Así pues, en un momento dado de su vida, no se conforma con el desahogo de escribir poesía con el seudónimo de Juan de Leceta, el álter ego oculto de aquel ingeniero vasco que vivía en un ambiente, social y familiar, que lo ahogaba, sino que da un paso más: se convierte en un poeta que no se oculta, cambia de nombre, de profesión, de ciudad y de familia. La poesía en Celaya no sería sólo un instrumento cargado de futuro, como clamaría en su momento, sino también, y sobre todo, una irrenunciable vocación que le llevó a abandonar una vida regalada.

Su compañera Amparo Gastón consignó: «Tenía que acabar con su doble vida de ingeniero y poeta, burgués y revolucionario, hombre acomodado y aventurero, porque esta falsedad estaba destruyendo su interior».

Pero hay otras circunstancias decisivas en su vida. Por ejemplo, en 1928 se aloja en la Residencia de Estudiantes para cursar sus estudios de Ingeniería. A resultas de esa estancia, conocerá, entre otros ilustres conferenciantes y residentes, a Unamuno, a Juan Ramón, a Dalí y a García Lorca. Sus primeras obras poéticas acusan la influencia de las vanguardias.

Y, en la década de los 50, es decir, en pleno apogeo del llamado realismo social, Celaya se incorpora a ese tipo de poesía, con un entusiasmo desbordante, si bien, todo hay que decirlo, siempre estuvo por debajo de Blas de Otero, acaso junto a Gil de Biedma, la cumbre de la poesía española de posguerra.

Cierto es que la adscripción de Celaya a la poesía social resulta tan didáctica como reduccionista. En su obra, al hilo de las palabras de Ángel González reproducidas más arriba, se encuentran las grandes tendencias de la poesía del siglo XX. Distinta cosa es que sus poemas más memorables pertenezcan a la llamada poesía social. ¿Quién no recuerda al Celaya que maldecía la poesía que no tomaba partido hasta mancharse? ¿Quién no recuerda aquello de que la poesía era un arma cargada de futuro?

Poesía combativa y, al mismo tiempo, poesía del desgarro. Desgarro, como hemos visto, en su propia trayectoria vital, desgarro también por la angustia existencial a la que no fue ajeno, desgarro por el dolor de aquel siglo XX en el que le tocó vivir.

Celaya formaría parte también de un ilustre grupo de escritores vascos que, empezando por Unamuno, no sólo no renegaron de España, sino que además la sintieron y amaron hasta en las entrañas, una España, claro está, que nada tenía que ver con la charanga y pandereta, sino con la rabia y la idea.

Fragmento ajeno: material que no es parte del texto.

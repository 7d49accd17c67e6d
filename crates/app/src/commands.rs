use std::path::{Path, PathBuf};

use anyhow::{bail, Context, Result};
use billsplit_core::{share_summary, ItemId, ParsedItem, Selection};
use billsplit_llm::{HttpTransport, RemoteConfig, RemoteOutcome, RemoteParser};
use billsplit_ocr::{joined_text, OcrFragment, ParserConfig, ReceiptParser};
use serde::{Deserialize, Serialize};

pub const ENV_CONFIG: &str = "BILLSPLIT_CONFIG";

/// Contents of `config.toml`: a `[parser]` and a `[remote]` table.
#[derive(Debug, Clone, Default, Deserialize)]
#[serde(default)]
pub struct AppConfig {
    pub parser: ParserConfig,
    pub remote: RemoteConfig,
}

impl AppConfig {
    /// Load from `BILLSPLIT_CONFIG`, else the platform config dir, else defaults.
    /// Remote credentials from the environment win over the file.
    pub fn load() -> Result<Self> {
        let path = std::env::var_os(ENV_CONFIG).map(PathBuf::from).or_else(|| {
            directories::ProjectDirs::from("com", "billsplit", "Billsplit")
                .map(|dirs| dirs.config_dir().join("config.toml"))
        });

        let mut config = match path {
            Some(path) if path.exists() => Self::from_file(&path)?,
            _ => Self::default(),
        };
        config.remote = config.remote.overridden_by(|key| std::env::var(key).ok());
        Ok(config)
    }

    pub fn from_file(path: &Path) -> Result<Self> {
        let raw = std::fs::read_to_string(path)
            .with_context(|| format!("Failed to read config {}", path.display()))?;
        Self::from_toml(&raw).with_context(|| format!("Invalid config {}", path.display()))
    }

    pub fn from_toml(raw: &str) -> Result<Self> {
        let mut config: AppConfig = toml::from_str(raw)?;
        config.parser.normalize_keywords();
        Ok(config)
    }
}

#[derive(Debug, Serialize)]
pub struct ItemsReport {
    pub items: Vec<ParsedItem>,
    pub selected_total: String,
    #[serde(skip_serializing_if = "Option::is_none")]
    pub share_message: Option<String>,
}

pub fn read_fragments(path: &Path) -> Result<Vec<OcrFragment>> {
    let raw = std::fs::read_to_string(path)
        .with_context(|| format!("Failed to read fragments {}", path.display()))?;
    serde_json::from_str(&raw).with_context(|| format!("Invalid fragment JSON in {}", path.display()))
}

/// Run the heuristic parser and total the selected items (all when `select` is `None`).
pub fn parse_items(
    fragments: &[OcrFragment],
    config: &ParserConfig,
    select: Option<&[u32]>,
) -> ItemsReport {
    let items = ReceiptParser::new(config.clone()).parse(fragments);

    let selection: Selection = match select {
        Some(ids) => ids.iter().copied().map(ItemId).collect(),
        None => {
            let mut all = Selection::new();
            all.select_all(&items);
            all
        }
    };

    let selected_total = selection.total(&items).to_string();
    let share_message = match share_summary(&items, &selection) {
        Ok(message) => Some(message),
        Err(e) => {
            tracing::info!("No share message: {e}");
            None
        }
    };

    ItemsReport { items, selected_total, share_message }
}

/// Send the fragment text to the configured chat model.
pub async fn parse_remote(fragments: &[OcrFragment], config: &RemoteConfig) -> Result<RemoteOutcome> {
    if !config.is_configured() {
        bail!(
            "Remote parsing needs {} and {}",
            billsplit_llm::config::ENV_API_KEY,
            billsplit_llm::config::ENV_MODEL
        );
    }
    let transport = HttpTransport::new(config.clone())?;
    Ok(RemoteParser::new(transport).parse(&joined_text(fragments)).await)
}
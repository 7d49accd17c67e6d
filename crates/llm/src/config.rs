use std::fmt;
use std::time::Duration;

use serde::{Deserialize, Serialize};
use thiserror::Error;

pub const DEFAULT_BASE_URL: &str = "https://router.huggingface.co/v1";

pub const ENV_API_KEY: &str = "BILLSPLIT_LLM_API_KEY";
pub const ENV_MODEL: &str = "BILLSPLIT_LLM_MODEL";
pub const ENV_BASE_URL: &str = "BILLSPLIT_LLM_BASE_URL";

#[derive(Debug, Error)]
pub enum ConfigError {
    #[error("Failed to parse TOML: {0}")]
    Toml(#[from] toml::de::Error),
}

/// Where and how to reach the chat-completion service.
#[derive(Clone, PartialEq, Serialize, Deserialize)]
#[serde(default)]
pub struct RemoteConfig {
    /// Base URL of an OpenAI-compatible API; `/chat/completions` is appended.
    pub base_url: String,
    pub api_key: String,
    pub model: String,
    /// Request timeout. `None` leaves timing to the caller.
    pub timeout_secs: Option<u64>,
}

impl Default for RemoteConfig {
    fn default() -> Self {
        Self {
            base_url: DEFAULT_BASE_URL.to_string(),
            api_key: String::new(),
            model: String::new(),
            timeout_secs: None,
        }
    }
}

// Keep the key out of logs.
impl fmt::Debug for RemoteConfig {
    fn fmt(&self, f: &mut fmt::Formatter<'_>) -> fmt::Result {
        f.debug_struct("RemoteConfig")
            .field("base_url", &self.base_url)
            .field("api_key", &if self.api_key.is_empty() { "<unset>" } else { "<redacted>" })
            .field("model", &self.model)
            .field("timeout_secs", &self.timeout_secs)
            .finish()
    }
}

impl RemoteConfig {
    pub fn from_toml(toml_content: &str) -> Result<Self, ConfigError> {
        Ok(toml::from_str(toml_content)?)
    }

    /// Defaults overridden by `BILLSPLIT_LLM_*` environment variables.
    pub fn from_env() -> Self {
        Self::default().overridden_by(|key| std::env::var(key).ok())
    }

    /// Override fields with values found through `lookup`; empty values are ignored.
    pub fn overridden_by(mut self, lookup: impl Fn(&str) -> Option<String>) -> Self {
        let get = |key: &str| lookup(key).filter(|v| !v.trim().is_empty());
        if let Some(v) = get(ENV_API_KEY) {
            self.api_key = v;
        }
        if let Some(v) = get(ENV_MODEL) {
            self.model = v;
        }
        if let Some(v) = get(ENV_BASE_URL) {
            self.base_url = v;
        }
        self
    }

    /// Both credentials and a model id are present.
    pub fn is_configured(&self) -> bool {
        !self.api_key.trim().is_empty() && !self.model.trim().is_empty()
    }

    pub fn timeout(&self) -> Option<Duration> {
        self.timeout_secs.map(Duration::from_secs)
    }

    pub fn completions_url(&self) -> String {
        format!("{}/chat/completions", self.base_url.trim_end_matches('/'))
    }
}
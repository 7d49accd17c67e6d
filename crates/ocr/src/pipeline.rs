use billsplit_core::ParsedItem;
use rust_decimal::Decimal;

use crate::classify::classify;
use crate::config::ParserConfig;
use crate::extract::FieldExtractor;
use crate::group::{attach_figures, figures, group_fragments};
use crate::types::{CandidateGroup, OcrFragment};

/// Orchestrates: classify → group → attach figures → extract → assemble.
#[derive(Debug, Clone, Default)]
pub struct ReceiptParser {
    config: ParserConfig,
}

impl ReceiptParser {
    pub fn new(config: ParserConfig) -> Self {
        Self { config }
    }

    pub fn config(&self) -> &ParserConfig {
        &self.config
    }

    /// Turn raw OCR fragments into the ordered list of purchasable items.
    pub fn parse(&self, fragments: &[OcrFragment]) -> Vec<ParsedItem> {
        if fragments.is_empty() {
            return Vec::new();
        }
        let groups = self.candidate_groups(fragments);
        let items = assemble_items(&groups, self.config.qty_price_threshold);
        tracing::debug!(
            fragments = fragments.len(),
            groups = groups.len(),
            items = items.len(),
            "receipt parsed"
        );
        items
    }

    /// The candidate lines the assembler will see, figures included.
    pub fn candidate_groups<'a>(&self, fragments: &'a [OcrFragment]) -> Vec<CandidateGroup<'a>> {
        let item_lines = classify(fragments, &self.config);
        let mut groups = group_fragments(&item_lines, &self.config);
        if self.config.attach_figures {
            attach_figures(&mut groups, &figures(fragments, &self.config));
        }
        groups
    }
}

/// Parse with the default thresholds.
pub fn parse_receipt(fragments: &[OcrFragment]) -> Vec<ParsedItem> {
    ReceiptParser::default().parse(fragments)
}

/// Extract every group and keep the ones with both a name and a price.
///
/// Ids are assigned over kept items only, so they stay dense.
pub fn assemble_items(groups: &[CandidateGroup], qty_price_threshold: Decimal) -> Vec<ParsedItem> {
    let mut items: Vec<ParsedItem> = Vec::new();

    for group in groups {
        let fields = FieldExtractor::extract(group, qty_price_threshold);
        if fields.name.is_empty() || fields.price.is_zero() {
            tracing::debug!(name = %fields.name, price = %fields.price, "unresolvable candidate dropped");
            continue;
        }

        let qty = if fields.qty > Decimal::ZERO { fields.qty } else { Decimal::ONE };
        let id = items.len() as u32 + 1;
        items.push(ParsedItem::new(id, fields.name, qty, fields.price));
    }

    items
}

// ── Tests ─────────────────────────────────────────────────────────────────────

¿Alguien recuerda que en la primera sesión de investidura de Felipe González en 1982 el diputado de Euskadiko Ezkerra Juan María Bandrés, explicando su voto favorable al líder socialista, citó unos versos de Celaya? Y, a pesar de eso, para mayor vergüenza de muchos, en 1991, la España felipista del enriquecimiento rápido que se encaminaba a los fastos del 92 no se alteró demasiado al saber que uno de sus poetas más combativos y desgarrados se moría casi en la indigencia.

Lo menos que puede hacer la España oficial de 2011 es rendir el respetuoso homenaje que se merece uno de sus poetas más combativos en el año del centenario de su nacimiento.